- _About this task_
Say how many lines of these entries include the word "FieldFilter", and answer with the number alone.

- _Exercise data_
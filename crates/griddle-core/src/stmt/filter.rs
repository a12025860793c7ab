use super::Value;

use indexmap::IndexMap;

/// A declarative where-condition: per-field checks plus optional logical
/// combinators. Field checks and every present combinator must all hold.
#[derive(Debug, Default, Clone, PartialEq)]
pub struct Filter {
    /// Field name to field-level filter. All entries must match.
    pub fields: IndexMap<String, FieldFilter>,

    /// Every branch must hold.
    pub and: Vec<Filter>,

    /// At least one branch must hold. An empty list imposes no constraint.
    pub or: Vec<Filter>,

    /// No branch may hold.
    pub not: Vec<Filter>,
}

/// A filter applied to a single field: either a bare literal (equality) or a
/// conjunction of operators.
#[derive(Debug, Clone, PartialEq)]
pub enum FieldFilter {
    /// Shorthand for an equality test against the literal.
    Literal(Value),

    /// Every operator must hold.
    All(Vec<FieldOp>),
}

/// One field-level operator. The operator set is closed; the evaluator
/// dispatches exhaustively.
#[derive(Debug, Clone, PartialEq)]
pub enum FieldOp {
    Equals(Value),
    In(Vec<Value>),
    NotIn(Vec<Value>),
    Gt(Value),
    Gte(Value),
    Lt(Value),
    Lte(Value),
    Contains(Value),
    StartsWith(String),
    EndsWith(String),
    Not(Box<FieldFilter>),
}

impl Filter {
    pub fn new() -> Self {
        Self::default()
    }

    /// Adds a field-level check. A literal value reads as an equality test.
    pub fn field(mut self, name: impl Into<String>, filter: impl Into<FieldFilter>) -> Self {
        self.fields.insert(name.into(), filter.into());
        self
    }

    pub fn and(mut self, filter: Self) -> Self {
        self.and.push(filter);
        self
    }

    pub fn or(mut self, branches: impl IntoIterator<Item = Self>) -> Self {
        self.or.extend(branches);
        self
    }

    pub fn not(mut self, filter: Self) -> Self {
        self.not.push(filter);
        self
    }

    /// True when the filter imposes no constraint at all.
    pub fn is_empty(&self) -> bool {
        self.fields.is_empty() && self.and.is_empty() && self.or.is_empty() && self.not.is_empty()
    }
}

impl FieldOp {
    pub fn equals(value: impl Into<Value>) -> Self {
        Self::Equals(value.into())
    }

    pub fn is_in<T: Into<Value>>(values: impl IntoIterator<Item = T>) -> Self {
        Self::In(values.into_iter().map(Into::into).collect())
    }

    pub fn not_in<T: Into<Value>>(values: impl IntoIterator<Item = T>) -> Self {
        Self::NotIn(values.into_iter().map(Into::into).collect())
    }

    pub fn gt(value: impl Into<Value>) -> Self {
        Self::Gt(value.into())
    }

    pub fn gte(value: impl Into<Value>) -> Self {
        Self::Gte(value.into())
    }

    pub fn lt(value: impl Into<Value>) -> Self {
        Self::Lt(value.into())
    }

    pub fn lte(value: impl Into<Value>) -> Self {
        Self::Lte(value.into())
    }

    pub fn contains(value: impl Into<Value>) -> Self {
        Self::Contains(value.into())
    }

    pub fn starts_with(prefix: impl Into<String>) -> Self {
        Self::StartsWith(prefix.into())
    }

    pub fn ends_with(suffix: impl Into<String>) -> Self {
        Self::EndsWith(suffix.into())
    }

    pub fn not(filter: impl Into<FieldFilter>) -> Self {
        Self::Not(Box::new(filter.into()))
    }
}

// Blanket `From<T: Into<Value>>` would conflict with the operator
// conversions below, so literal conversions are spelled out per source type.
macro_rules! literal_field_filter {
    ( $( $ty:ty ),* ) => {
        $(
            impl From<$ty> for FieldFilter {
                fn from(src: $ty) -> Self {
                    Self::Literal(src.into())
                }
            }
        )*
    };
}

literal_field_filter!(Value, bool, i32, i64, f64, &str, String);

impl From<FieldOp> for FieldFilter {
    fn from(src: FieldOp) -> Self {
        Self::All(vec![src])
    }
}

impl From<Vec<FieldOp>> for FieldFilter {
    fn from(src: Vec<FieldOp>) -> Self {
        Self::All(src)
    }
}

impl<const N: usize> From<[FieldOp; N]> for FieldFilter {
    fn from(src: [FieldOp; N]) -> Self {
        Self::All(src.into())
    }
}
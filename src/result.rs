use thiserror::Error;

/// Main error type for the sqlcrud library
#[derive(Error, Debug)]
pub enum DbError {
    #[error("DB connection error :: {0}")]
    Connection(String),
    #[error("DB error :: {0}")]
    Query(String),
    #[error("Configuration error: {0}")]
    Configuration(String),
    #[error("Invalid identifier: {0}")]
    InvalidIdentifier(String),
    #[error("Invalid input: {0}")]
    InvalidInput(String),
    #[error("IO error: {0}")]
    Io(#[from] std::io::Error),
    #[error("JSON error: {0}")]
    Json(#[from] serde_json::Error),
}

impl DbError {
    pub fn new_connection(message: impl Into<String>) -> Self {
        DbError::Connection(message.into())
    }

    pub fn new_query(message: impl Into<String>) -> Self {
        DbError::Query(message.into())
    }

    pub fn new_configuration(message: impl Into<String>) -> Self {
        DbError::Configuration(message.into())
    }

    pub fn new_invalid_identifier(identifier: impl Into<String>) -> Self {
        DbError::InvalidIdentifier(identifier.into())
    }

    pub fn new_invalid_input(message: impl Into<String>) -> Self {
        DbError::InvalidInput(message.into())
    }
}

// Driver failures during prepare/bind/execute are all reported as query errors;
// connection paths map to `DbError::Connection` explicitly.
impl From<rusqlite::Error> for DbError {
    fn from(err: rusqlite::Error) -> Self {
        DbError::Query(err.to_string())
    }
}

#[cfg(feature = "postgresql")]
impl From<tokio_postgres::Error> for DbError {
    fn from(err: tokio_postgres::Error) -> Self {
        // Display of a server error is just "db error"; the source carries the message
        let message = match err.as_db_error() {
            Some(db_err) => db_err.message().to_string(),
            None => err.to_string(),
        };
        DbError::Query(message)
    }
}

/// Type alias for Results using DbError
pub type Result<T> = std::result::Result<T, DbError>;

- _Answer_
9